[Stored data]
* * *
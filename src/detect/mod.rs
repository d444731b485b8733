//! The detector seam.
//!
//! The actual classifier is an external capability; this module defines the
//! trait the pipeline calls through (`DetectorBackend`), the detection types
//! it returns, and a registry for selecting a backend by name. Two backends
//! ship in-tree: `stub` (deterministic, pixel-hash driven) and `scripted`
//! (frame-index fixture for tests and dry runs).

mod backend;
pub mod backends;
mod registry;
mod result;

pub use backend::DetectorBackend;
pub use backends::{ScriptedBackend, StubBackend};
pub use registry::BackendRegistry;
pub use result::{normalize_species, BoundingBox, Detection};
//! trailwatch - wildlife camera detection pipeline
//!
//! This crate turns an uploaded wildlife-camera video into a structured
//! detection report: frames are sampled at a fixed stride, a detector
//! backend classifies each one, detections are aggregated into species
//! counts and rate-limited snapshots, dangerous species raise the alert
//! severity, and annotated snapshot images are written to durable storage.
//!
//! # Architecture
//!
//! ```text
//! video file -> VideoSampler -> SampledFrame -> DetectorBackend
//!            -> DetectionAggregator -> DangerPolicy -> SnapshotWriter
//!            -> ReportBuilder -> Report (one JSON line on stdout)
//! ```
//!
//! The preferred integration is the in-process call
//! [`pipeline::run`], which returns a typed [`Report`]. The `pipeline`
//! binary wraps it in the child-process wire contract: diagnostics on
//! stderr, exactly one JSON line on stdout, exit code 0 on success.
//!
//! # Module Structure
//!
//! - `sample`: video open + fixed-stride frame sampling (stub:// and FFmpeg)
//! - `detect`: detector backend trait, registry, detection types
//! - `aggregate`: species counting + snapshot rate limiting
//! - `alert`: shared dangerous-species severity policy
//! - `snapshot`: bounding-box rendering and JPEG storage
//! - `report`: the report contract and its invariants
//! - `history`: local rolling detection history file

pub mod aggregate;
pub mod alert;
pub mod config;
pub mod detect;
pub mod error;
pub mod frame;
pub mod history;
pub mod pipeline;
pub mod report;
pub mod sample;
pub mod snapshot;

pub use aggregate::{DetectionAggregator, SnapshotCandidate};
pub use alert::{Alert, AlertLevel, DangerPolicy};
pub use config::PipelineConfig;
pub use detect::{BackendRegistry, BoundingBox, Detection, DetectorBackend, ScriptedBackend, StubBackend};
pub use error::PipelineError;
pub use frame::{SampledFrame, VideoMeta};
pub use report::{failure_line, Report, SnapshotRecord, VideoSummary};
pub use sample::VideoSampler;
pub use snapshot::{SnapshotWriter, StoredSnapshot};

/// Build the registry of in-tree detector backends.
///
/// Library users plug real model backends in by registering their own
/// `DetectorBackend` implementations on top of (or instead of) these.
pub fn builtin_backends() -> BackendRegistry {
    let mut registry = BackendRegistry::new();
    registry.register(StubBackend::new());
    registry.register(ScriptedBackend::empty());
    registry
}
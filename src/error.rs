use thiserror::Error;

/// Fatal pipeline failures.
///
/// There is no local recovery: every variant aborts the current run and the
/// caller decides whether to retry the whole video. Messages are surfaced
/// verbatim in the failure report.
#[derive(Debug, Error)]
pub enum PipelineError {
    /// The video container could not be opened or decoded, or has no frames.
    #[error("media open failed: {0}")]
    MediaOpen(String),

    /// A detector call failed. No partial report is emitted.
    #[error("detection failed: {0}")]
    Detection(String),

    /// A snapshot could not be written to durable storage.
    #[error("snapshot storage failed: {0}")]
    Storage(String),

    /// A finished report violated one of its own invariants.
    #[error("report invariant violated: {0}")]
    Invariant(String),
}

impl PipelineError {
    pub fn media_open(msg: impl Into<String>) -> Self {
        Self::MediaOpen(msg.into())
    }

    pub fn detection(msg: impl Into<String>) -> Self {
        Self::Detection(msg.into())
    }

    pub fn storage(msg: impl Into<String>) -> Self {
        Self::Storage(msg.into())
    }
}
* * *
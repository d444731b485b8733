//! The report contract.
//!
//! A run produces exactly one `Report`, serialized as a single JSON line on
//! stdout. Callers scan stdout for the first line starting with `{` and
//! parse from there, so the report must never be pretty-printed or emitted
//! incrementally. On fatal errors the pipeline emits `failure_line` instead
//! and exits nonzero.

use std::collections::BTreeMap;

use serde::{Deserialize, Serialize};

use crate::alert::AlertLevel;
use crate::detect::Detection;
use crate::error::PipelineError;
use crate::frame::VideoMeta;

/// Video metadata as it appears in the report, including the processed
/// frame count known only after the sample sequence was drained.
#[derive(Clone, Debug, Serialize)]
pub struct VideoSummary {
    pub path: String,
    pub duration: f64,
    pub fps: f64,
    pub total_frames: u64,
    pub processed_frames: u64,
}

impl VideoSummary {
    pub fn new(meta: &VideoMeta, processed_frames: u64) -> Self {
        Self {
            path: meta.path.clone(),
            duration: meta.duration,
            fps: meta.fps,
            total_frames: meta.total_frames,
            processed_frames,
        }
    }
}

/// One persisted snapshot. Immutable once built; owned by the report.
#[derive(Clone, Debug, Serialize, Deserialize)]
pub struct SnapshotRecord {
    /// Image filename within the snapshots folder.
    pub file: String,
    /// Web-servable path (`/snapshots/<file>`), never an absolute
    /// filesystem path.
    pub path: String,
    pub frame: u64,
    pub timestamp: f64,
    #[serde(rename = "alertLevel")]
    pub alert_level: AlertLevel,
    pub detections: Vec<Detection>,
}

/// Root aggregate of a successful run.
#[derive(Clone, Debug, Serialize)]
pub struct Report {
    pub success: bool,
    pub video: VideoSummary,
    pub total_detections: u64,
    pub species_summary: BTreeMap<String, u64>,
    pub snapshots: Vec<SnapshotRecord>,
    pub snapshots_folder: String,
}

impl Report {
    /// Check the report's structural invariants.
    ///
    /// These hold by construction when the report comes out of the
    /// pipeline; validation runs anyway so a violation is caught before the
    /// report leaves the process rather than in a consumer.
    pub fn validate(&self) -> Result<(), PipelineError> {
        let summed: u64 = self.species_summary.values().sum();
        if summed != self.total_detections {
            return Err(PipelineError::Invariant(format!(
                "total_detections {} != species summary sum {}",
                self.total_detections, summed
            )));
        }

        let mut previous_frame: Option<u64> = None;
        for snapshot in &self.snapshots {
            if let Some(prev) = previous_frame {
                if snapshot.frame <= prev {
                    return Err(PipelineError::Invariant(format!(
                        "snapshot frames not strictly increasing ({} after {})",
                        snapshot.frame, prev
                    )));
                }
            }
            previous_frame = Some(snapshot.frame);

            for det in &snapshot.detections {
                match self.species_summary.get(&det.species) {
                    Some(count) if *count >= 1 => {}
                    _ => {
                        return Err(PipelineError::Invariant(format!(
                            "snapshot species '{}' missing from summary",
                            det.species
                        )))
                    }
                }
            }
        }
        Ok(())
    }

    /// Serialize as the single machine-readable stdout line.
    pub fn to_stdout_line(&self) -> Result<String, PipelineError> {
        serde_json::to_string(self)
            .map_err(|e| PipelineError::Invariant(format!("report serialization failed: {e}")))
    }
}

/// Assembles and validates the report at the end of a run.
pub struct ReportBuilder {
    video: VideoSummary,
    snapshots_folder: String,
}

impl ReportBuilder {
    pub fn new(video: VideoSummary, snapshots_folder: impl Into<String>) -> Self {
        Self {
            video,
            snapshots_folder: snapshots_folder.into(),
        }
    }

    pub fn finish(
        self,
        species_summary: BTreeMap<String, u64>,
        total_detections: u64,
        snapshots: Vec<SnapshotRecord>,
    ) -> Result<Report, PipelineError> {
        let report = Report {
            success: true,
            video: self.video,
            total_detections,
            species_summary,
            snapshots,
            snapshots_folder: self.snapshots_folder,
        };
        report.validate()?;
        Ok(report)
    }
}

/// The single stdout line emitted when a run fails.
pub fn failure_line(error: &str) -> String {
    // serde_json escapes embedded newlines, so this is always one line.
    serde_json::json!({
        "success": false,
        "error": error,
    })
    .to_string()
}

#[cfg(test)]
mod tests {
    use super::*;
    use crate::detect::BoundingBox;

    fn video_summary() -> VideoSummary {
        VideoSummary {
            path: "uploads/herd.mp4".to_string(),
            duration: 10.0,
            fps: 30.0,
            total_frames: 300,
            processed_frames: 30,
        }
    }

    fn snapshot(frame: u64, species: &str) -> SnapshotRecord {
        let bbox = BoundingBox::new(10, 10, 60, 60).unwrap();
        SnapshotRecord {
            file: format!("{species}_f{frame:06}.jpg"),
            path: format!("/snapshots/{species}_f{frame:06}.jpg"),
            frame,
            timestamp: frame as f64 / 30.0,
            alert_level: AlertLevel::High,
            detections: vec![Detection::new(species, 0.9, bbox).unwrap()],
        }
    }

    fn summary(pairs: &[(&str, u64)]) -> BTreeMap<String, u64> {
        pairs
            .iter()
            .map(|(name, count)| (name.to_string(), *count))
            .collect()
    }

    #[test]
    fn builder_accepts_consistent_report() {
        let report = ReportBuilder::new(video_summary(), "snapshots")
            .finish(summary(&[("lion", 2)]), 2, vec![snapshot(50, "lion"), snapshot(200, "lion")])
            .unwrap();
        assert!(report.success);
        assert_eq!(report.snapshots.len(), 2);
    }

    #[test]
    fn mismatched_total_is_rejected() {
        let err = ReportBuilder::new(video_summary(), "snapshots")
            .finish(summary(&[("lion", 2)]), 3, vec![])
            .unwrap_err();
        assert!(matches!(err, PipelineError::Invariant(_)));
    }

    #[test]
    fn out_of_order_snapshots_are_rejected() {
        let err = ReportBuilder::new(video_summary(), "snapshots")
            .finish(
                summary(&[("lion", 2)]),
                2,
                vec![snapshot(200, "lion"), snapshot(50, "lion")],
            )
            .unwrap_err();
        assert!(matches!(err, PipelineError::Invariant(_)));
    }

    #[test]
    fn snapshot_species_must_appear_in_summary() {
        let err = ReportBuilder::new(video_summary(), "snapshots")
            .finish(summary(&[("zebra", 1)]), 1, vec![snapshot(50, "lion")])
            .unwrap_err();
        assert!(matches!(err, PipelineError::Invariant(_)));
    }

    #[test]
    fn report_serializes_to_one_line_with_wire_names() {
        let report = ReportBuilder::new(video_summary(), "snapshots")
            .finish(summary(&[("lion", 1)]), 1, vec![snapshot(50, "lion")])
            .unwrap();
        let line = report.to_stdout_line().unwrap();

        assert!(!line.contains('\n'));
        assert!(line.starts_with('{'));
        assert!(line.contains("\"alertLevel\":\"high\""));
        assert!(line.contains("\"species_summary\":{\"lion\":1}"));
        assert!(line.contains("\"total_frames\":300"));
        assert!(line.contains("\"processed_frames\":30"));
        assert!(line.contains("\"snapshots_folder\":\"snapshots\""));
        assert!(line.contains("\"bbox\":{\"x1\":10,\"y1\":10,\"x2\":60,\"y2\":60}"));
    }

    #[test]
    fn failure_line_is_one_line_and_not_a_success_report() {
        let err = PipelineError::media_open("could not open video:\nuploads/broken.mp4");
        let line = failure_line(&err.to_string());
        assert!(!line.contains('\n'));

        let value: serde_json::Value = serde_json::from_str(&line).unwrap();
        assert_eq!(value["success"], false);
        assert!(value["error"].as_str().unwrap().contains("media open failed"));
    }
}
* * *
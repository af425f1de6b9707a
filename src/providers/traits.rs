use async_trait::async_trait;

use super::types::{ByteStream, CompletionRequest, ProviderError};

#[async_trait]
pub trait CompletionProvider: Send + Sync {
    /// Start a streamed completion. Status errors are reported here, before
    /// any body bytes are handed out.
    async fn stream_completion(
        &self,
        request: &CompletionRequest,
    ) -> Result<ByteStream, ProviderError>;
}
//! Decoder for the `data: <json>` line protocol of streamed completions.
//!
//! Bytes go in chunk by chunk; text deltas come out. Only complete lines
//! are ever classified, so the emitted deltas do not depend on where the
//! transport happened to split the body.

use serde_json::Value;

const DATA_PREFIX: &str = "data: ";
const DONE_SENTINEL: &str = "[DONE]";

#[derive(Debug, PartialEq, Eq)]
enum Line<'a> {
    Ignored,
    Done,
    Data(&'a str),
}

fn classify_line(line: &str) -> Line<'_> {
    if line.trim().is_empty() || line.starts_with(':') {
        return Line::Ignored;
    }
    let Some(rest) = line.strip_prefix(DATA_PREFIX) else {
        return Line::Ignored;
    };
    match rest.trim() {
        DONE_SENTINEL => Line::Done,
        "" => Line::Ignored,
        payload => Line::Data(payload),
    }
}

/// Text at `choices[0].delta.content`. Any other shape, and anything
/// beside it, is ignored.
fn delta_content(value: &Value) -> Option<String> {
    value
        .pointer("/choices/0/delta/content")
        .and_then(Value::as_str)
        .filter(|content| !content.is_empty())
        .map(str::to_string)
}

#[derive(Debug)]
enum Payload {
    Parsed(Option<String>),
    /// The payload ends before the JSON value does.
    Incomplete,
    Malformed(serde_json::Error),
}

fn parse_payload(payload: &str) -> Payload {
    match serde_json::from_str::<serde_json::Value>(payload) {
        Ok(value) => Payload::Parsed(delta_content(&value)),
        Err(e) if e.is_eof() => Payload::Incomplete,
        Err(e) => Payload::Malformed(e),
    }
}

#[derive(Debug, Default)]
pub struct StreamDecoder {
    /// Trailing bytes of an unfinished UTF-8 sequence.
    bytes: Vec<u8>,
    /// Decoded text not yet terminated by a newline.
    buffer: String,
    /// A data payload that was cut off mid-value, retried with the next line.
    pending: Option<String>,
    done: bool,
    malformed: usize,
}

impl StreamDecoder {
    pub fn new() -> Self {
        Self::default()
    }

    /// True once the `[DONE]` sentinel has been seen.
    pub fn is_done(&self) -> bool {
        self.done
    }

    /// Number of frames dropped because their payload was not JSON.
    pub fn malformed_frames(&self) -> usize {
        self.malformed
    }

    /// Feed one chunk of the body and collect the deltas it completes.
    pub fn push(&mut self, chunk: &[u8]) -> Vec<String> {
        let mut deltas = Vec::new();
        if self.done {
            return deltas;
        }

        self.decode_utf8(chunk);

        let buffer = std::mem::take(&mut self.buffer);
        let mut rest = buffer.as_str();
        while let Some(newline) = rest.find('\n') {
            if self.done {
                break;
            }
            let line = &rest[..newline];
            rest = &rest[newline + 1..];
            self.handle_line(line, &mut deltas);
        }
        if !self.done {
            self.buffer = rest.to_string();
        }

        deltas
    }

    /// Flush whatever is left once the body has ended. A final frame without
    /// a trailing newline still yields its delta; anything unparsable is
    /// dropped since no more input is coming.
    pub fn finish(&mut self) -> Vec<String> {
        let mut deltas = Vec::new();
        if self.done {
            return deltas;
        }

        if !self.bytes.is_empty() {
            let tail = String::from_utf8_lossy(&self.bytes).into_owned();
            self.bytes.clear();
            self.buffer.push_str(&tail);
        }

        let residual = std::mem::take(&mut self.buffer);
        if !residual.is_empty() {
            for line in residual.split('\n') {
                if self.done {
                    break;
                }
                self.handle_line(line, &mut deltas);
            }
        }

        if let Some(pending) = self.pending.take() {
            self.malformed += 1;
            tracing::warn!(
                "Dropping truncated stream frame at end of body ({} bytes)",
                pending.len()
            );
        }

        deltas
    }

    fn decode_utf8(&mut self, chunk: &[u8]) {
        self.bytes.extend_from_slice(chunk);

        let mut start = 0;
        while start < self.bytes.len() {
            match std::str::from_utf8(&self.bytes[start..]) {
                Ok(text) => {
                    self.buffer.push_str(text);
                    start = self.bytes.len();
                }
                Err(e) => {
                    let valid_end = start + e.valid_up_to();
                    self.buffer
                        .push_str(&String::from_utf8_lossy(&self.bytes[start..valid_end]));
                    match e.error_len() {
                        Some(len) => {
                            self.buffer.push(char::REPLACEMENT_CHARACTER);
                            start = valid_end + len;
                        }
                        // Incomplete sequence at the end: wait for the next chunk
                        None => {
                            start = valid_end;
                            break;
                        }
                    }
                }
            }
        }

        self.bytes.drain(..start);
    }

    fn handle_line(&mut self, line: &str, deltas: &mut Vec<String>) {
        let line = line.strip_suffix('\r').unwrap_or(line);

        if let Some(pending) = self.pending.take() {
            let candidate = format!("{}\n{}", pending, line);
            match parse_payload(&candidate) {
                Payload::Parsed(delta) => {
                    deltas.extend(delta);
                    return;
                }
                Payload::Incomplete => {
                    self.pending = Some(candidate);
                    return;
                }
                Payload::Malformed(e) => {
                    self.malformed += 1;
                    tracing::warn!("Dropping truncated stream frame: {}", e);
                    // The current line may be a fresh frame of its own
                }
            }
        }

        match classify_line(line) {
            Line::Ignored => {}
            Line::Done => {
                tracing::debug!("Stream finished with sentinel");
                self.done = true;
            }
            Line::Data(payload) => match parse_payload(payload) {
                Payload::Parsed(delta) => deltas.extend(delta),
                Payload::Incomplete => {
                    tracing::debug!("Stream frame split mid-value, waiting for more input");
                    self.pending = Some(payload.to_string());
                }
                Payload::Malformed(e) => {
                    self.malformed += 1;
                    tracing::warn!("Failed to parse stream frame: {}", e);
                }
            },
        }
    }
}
* * *
Your goal:
Return exactly the lines above from the line that has "filename src/detect/mod.rs" through the line that has "aggregated into species", inclusive, and nothing else.

Reply to the task:
filename src/detect/mod.rs
repository d444731b485b8733
//! The detector seam.
//!
//! The actual classifier is an external capability; this module defines the
//! trait the pipeline calls through (`DetectorBackend`), the detection types
//! it returns, and a registry for selecting a backend by name. Two backends
//! ship in-tree: `stub` (deterministic, pixel-hash driven) and `scripted`
//! (frame-index fixture for tests and dry runs).

mod backend;
pub mod backends;
mod registry;
mod result;

pub use backend::DetectorBackend;
pub use backends::{ScriptedBackend, StubBackend};
pub use registry::BackendRegistry;
pub use result::{normalize_species, BoundingBox, Detection};
//! trailwatch - wildlife camera detection pipeline
//!
//! This crate turns an uploaded wildlife-camera video into a structured
//! detection report: frames are sampled at a fixed stride, a detector
//! backend classifies each one, detections are aggregated into species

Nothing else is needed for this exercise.